A triple axel consists of 3 1/2 rotations. The extra 1/2 rotation comes from its forward takeoff.
Male skaters regularly perform the triple axel at the national and international level, but the only other female skaters who have landed the jump at the Olympics were Japan's Midori Ito and Mao Asada. American female skater Tonya Harding did try the jump at the 1994 Lillehammer Olympics, but failed in her attempt. She and fellow American skater Kimmie Meissner have both landed the jump succesfully in other competitions.
"It's a very rare accomplishment," said Bob Mock, director and figure skating coach of Harmar-based Ice and Blades of Western Pennsylvania. "We had Tonya Harding in our training camp, and she would challenge the male skaters to a triple axel competiton ... and she would smoke them. Unfortunately, she just wasn't able (to) land it at the Olympics."
The triple axel is difficult in all aspects. Skaters have to garner enough momentum to get into the air, rotate 3 1/2 times, and stop their rotation and land on one foot.
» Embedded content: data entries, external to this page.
//! Builds one IPFIX message: header, sets, records, per spec §4.4.
//!
//! State machine: `Empty -> Initialized -> (Initialized | SetOpen)* ->
//! Built`; `build()` only returns to a fresh `Initialized` state once
//! `init()` is called again.

use core::convert::TryFrom;

use crate::error::{Error, Result};
use crate::host::{EnvelopedMessage, RecordDescriptor, SetDescriptor};
use crate::template::{MIN_DATA_SET_ID, OPTIONS_TEMPLATE_SET_ID, TEMPLATE_SET_ID};

pub const HEADER_SIZE: usize = 16;
pub const SET_HEADER_SIZE: usize = 4;
pub const MAX_MESSAGE_SIZE: usize = u16::MAX as usize;
const INITIAL_CAPACITY: usize = 1500;

#[derive(Debug, Clone, Copy, PartialEq, Eq)]
enum State {
    Empty,
    Initialized,
    SetOpen { set_offset: usize, set_id: u16 },
    Built,
}

pub struct MessageBuilder {
    state: State,
    buf: Vec<u8>,
    sets: Vec<SetDescriptor>,
    records: Vec<RecordDescriptor>,
}

impl MessageBuilder {
    pub fn new() -> Self {
        MessageBuilder {
            state: State::Empty,
            buf: Vec::with_capacity(INITIAL_CAPACITY),
            sets: Vec::new(),
            records: Vec::new(),
        }
    }

    pub fn len(&self) -> usize {
        self.buf.len()
    }

    pub fn is_empty(&self) -> bool {
        self.len() <= HEADER_SIZE
    }

    /// Allocates the buffer and writes the message header. Valid from
    /// `Empty` or `Built`.
    pub fn init(&mut self, export_time: u32, seq_num: u32, odid: u32) -> Result<()> {
        match self.state {
            State::Empty | State::Built => {}
            _ => return Err(Error::Invariant("init called while a message is in progress".into())),
        }

        self.buf.clear();
        self.buf.reserve(INITIAL_CAPACITY);
        self.sets.clear();
        self.records.clear();

        self.append_bytes(&10u16.to_be_bytes())?; // version
        self.append_bytes(&0u16.to_be_bytes())?; // length placeholder
        self.append_bytes(&export_time.to_be_bytes())?;
        self.append_bytes(&seq_num.to_be_bytes())?;
        self.append_bytes(&odid.to_be_bytes())?;

        self.state = State::Initialized;
        Ok(())
    }

    fn current_set_id(&self) -> Option<u16> {
        match self.state {
            State::SetOpen { set_id, .. } => Some(set_id),
            _ => None,
        }
    }

    fn close_set(&mut self) {
        if let State::SetOpen { set_offset, .. } = self.state {
            let set_len = (self.buf.len() - set_offset) as u16;
            self.buf[set_offset + 2..set_offset + 4].copy_from_slice(&set_len.to_be_bytes());
            self.state = State::Initialized;
        }
    }

    fn open_set(&mut self, id: u16) -> Result<()> {
        if id != TEMPLATE_SET_ID && id != OPTIONS_TEMPLATE_SET_ID && id < MIN_DATA_SET_ID {
            return Err(Error::Format(format!("invalid set id {}", id)));
        }
        self.close_set();
        let set_offset = self.buf.len();
        self.append_bytes(&id.to_be_bytes())?;
        self.append_bytes(&0u16.to_be_bytes())?; // length placeholder
        self.state = State::SetOpen { set_offset, set_id: id };
        Ok(())
    }

    /// Doubling-growth append, refusing to exceed the 65,535-byte cap.
    fn append_bytes(&mut self, data: &[u8]) -> Result<()> {
        if self.buf.len() + data.len() > MAX_MESSAGE_SIZE {
            return Err(Error::Overflow);
        }
        if self.buf.capacity() < self.buf.len() + data.len() {
            let mut new_cap = self.buf.capacity().max(1);
            while new_cap < self.buf.len() + data.len() {
                new_cap *= 2;
            }
            self.buf.reserve(new_cap - self.buf.capacity());
        }
        self.buf.extend_from_slice(data);
        Ok(())
    }

    /// True if appending `record_len` bytes under `template_id` would push
    /// the message past the cap, accounting for a possible new set header.
    pub fn would_overflow(&self, record_len: usize, template_id: u16) -> bool {
        let set_header_cost = if self.current_set_id() == Some(template_id) { 0 } else { SET_HEADER_SIZE };
        self.buf.len() + set_header_cost + record_len > MAX_MESSAGE_SIZE
    }

    /// Opens a new set if needed, then appends `bytes` as one record under
    /// `template_id`.
    pub fn add_record(&mut self, bytes: &[u8], template_id: u16) -> Result<()> {
        match self.state {
            State::Initialized | State::SetOpen { .. } => {}
            _ => return Err(Error::Invariant("add_record called before init".into())),
        }

        if self.would_overflow(bytes.len(), template_id) {
            return Err(Error::Overflow);
        }

        if self.current_set_id() != Some(template_id) {
            self.open_set(template_id)?;
        }

        let offset = self.buf.len();
        self.append_bytes(bytes)?;
        self.records.push(RecordDescriptor {
            offset,
            size: u16::try_from(bytes.len()).map_err(|_| Error::Invariant("record too large".into()))?,
            template_id,
        });

        if let State::SetOpen { set_offset, set_id } = self.state {
            if self.sets.last().map(|s| s.offset) != Some(set_offset) {
                self.sets.push(SetDescriptor { offset: set_offset, id: set_id });
            }
        }

        Ok(())
    }

    pub fn has_records(&self) -> bool {
        !self.records.is_empty()
    }

    /// Closes any open set, back-patches the message length, and returns
    /// the finished envelope. The builder must be re-`init`ialized before
    /// it can build another message.
    pub fn build(mut self) -> Result<EnvelopedMessage> {
        self.close_set();
        let total_len = u16::try_from(self.buf.len()).map_err(|_| Error::Overflow)?;
        self.buf[2..4].copy_from_slice(&total_len.to_be_bytes());
        self.state = State::Built;

        Ok(EnvelopedMessage {
            bytes: self.buf,
            sets: self.sets,
            records: self.records,
        })
    }
}

impl Default for MessageBuilder {
    fn default() -> Self {
        Self::new()
    }
}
Nagasu, 24, trained both on and off the ice to land the jump, which Sutton said takes daily training.
"When you come out of the air you (have) three times your body weight coming down on that little tiny thin blade that has to hold you up," Sutton said. "Not only does that take a lot of body strength but that takes mental strength, as well."
Nagasu used a harness to train for the jump off the ice. She posted a video of that training to her Instagram account , where she can be seen spinning tightly and quickly in the air as a trainer holds her up by one end of a harness.
"To try to convey the feeling of a triple axel ... it is a fast jump," Nagasu said. "The faster you spin, the harder it is to basically breathe, because there's so much force and you have to stay controlled."
Mock and Sutton said skaters at their rinks are excited about Nagasu's accomplishment. Some have even had a chance to see Nagasu skate in person and take pictures with her.
Lily Carone, 15, who skates with Ice and Blades of Western Pennsylvania, met Nagasu at the Olympic training center in Colorado last year. She wasn't available for an interview, but her mom Stacy Carone said her daughter had been hoping Nagasu would land her triple axel.
"She has been a big fan of Mirai, and is very happy that she landed the triple," Carone said of her daughter, who is currently working on her double axel, which is 2 1/2 turns. "She certainly appreciates having to rotate and jump and all the training that goes into it. It's nice to see the skaters watch the girls in the Olympics and really get inspired by them. That's what it does."
RMU skaters also got to meet Nagasu and take pictures with her during a collegiate skating event at RMU, Sutton said. She said they have been posting the photos they took with Nagasu on social media, congratulating her.
"They're real excited and that inspires them, for sure," Sutton said. "It also shows the girls that with perseverance and dedication — and the boys — that anything can be accomplished."
Mock said Nagasu has broken new ground for American figure skating and her performance should be an inspiration for other female American skaters.
"This is a big breakthrough for American skating and puts us on a level playing field competitively at the world Olympic levels," Mock said.